Modifications, additions, or omissions may be made to the systems and apparatuses described herein without departing from the scope of the invention. The components of the systems and apparatuses may be integrated or separated. Moreover, the operations of the systems and apparatuses may be performed by more, fewer, or other components. The methods may include more, fewer, or other steps. Additionally, steps may be performed in any suitable order.

Although several embodiments have been illustrated and described in detail, it will be recognized that substitutions and alterations are possible without departing from the spirit and scope of the present invention, as defined by the appended claims.

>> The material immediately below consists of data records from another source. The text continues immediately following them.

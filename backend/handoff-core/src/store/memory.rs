use crate::error::credential::CredentialError;
use crate::store::DataSource;

use common::ErrorLocation;

use std::collections::BTreeMap;
use std::panic::Location;
use std::sync::{Mutex, MutexGuard};

/// Process-local [`DataSource`]; contents are lost on drop.
#[derive(Debug, Default)]
pub struct MemoryDataSource {
    entries: Mutex<BTreeMap<String, String>>,
}

impl MemoryDataSource {
    pub fn new() -> Self {
        Self::default()
    }

    pub fn len(&self) -> usize {
        self.entries.lock().map(|entries| entries.len()).unwrap_or(0)
    }

    pub fn is_empty(&self) -> bool {
        self.len() == 0
    }

    #[track_caller]
    fn entries(&self) -> Result<MutexGuard<'_, BTreeMap<String, String>>, CredentialError> {
        self.entries.lock().map_err(|_| CredentialError::Storage {
            message: String::from("Memory data source lock poisoned"),
            location: ErrorLocation::from(Location::caller()),
        })
    }
}

impl DataSource for MemoryDataSource {
    fn get(&self, key: &str) -> Result<Option<String>, CredentialError> {
        Ok(self.entries()?.get(key).cloned())
    }

    fn put(&self, key: &str, value: &str) -> Result<(), CredentialError> {
        self.entries()?.insert(key.to_string(), value.to_string());
        Ok(())
    }

    fn remove(&self, key: &str) -> Result<(), CredentialError> {
        self.entries()?.remove(key);
        Ok(())
    }

    fn remove_all(&self) -> Result<(), CredentialError> {
        self.entries()?.clear();
        Ok(())
    }
}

To aid the Patent Office, and any readers of any patent issued on this application in interpreting the claims appended hereto, applicants wish to note that they do not intend any of the appended claims to invoke paragraph 6 of 35 U.S.C. §112 as it exists on the date of filing hereof unless the words “means for” or “step for” are explicitly used in the particular claim.

Claims

1. An aircraft, comprising:

a fuselage;

one or more rotor blades; and

a drive train coupled to the fuselage and operable to rotate the one or more rotor blades, the drive train comprising: a lubricant source containing a nanodiamond lubricant, the nanodiamond lubricant comprising a base lubricant and a nanodiamond additive; a pump in fluid communication with the lubricant source and configured to provide a flow of the lubricant from the lubricant source; and a dispenser in fluid communication with the reservoir and configured to allow the nanodiamond lubricant to flow from the pump onto a component in a gearbox at a predetermined rate.

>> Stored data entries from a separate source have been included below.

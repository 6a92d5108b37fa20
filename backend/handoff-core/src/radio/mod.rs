//! Connection-oriented short-range radio abstraction.
//!
//! A [`RadioAdapter`] is the host's short-range link (Bluetooth RFCOMM, a LAN
//! socket, ...). The pairing listener uses it to bind a rendezvous endpoint
//! keyed by a session identifier; the responder uses it to connect back.
//!
//! # Cancellation
//!
//! Endpoints are cancelled by closing them. [`RendezvousEndpoint::close`] must
//! be callable from any thread, any number of times, and must make a pending
//! [`RendezvousEndpoint::accept`] return an I/O error.

pub mod tcp;

pub use tcp::TcpRadioAdapter;

use crate::session::SessionIdentifier;

use std::io::{Error as IoError, ErrorKind};
use std::sync::Arc;

use async_trait::async_trait;
use tokio::io::{AsyncRead, AsyncWrite};

/// Byte stream over a radio link.
pub trait AsyncStream: AsyncRead + AsyncWrite + Send + Unpin {}

impl<T: AsyncRead + AsyncWrite + Send + Unpin> AsyncStream for T {}

/// Owned, type-erased radio connection.
pub type RadioStream = Box<dyn AsyncStream>;

#[async_trait]
pub trait RadioAdapter: Send + Sync {
    /// Stop any ongoing device discovery; scanning interferes with listening.
    fn cancel_discovery(&self);

    /// Bind a server-side endpoint discoverable only with `session`.
    async fn listen(
        &self,
        service_name: &str,
        session: SessionIdentifier,
    ) -> Result<Arc<dyn RendezvousEndpoint>, IoError>;

    /// Connect to a remote endpoint advertised at `address` under `session`.
    async fn connect(
        &self,
        address: &str,
        session: SessionIdentifier,
    ) -> Result<RadioStream, IoError>;
}

#[async_trait]
pub trait RendezvousEndpoint: Send + Sync {
    /// Address peers reach this endpoint at.
    fn local_address(&self) -> String;

    /// Wait for the next inbound connection that presents the right discriminator.
    async fn accept(&self) -> Result<RadioStream, IoError>;

    /// Close the endpoint. Idempotent.
    fn close(&self) -> Result<(), IoError>;
}

/// Resolves the host's radio adapter, if any.
pub trait AdapterProvider: Send + Sync {
    fn default_adapter(&self) -> Option<Arc<dyn RadioAdapter>>;
}

/// Provider for hosts without a short-range radio.
#[derive(Debug, Default, Clone, Copy)]
pub struct NoRadio;

impl AdapterProvider for NoRadio {
    fn default_adapter(&self) -> Option<Arc<dyn RadioAdapter>> {
        None
    }
}

/// The error a pending accept fails with once its endpoint has been closed.
pub fn endpoint_closed_error() -> IoError {
    IoError::new(ErrorKind::ConnectionAborted, "rendezvous endpoint closed")
}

2. The aircraft of claim 1, wherein the nanodiamond additive is between 0.005 and 0.3 percent of the weight of the nanodiamond lubricant.

3. The aircraft of claim 1, wherein the gearbox is a transmission.

4. The aircraft of claim 1, wherein the component is a bearing.

5. The aircraft of claim 1, wherein the component is a gear.

6. The aircraft of claim 1, wherein the base lubricant is oil.

7. The aircraft of claim 1, wherein the lubricant source is a fluid housing integral with a gearbox housing.

8. The aircraft of claim 1, wherein the lubricant source is a separate fluid housing attached to a gearbox housing.

9. An aircraft gearbox lubrication system comprising:

a lubricant source containing a nanodiamond lubricant, the nanodiamond lubricant comprising a base lubricant and a nanodiamond additive;

a pump in fluid communication with the lubricant source and configured to provide a flow of the lubricant from the lubricant source; and

a dispenser in fluid communication with the reservoir and configured to allow the nanodiamond lubricant to flow from the pump onto a component in a gearbox at a predetermined rate.

10. The gearbox lubrication system of claim 9, wherein the nanodiamond additive is between 0.005 and 0.3 percent of the weight of the nanodiamond lubricant.

11. The gearbox lubrication system of claim 9, wherein the gearbox is a transmission.

12. The gearbox lubrication system of claim 9, wherein the component is a bearing.

13. The gearbox lubrication system of claim 9, wherein the component is a gear.

14. The gearbox lubrication system of claim 9, wherein the base lubricant is oil.

15. The gearbox lubrication system of claim 9, wherein the lubricant source is a fluid housing integral with a gearbox housing.

16. The gearbox lubrication system of claim 9, wherein the lubricant source is a separate fluid housing attached to a gearbox housing.

17. A method of lubricating an aircraft gearbox, comprising:

storing a nanodiamond lubricant, the nanodiamond lubricant comprising a base lubricant and a nanodiamond additive;

pressurizing the nanodiamond lubricant to yield a pressurized flow of the lubricant; and

dispensing the pressurized flow of the lubricant towards a component in a gearbox at a predetermined rate.

18. The method of claim 17, wherein the nanodiamond additive is between 0.005 and 0.3 percent of the weight of the nanodiamond lubricant.

19. The method of claim 17, 12. wherein the component is a bearing or a gear.

20. The method of claim 17, wherein the base lubricant is oil.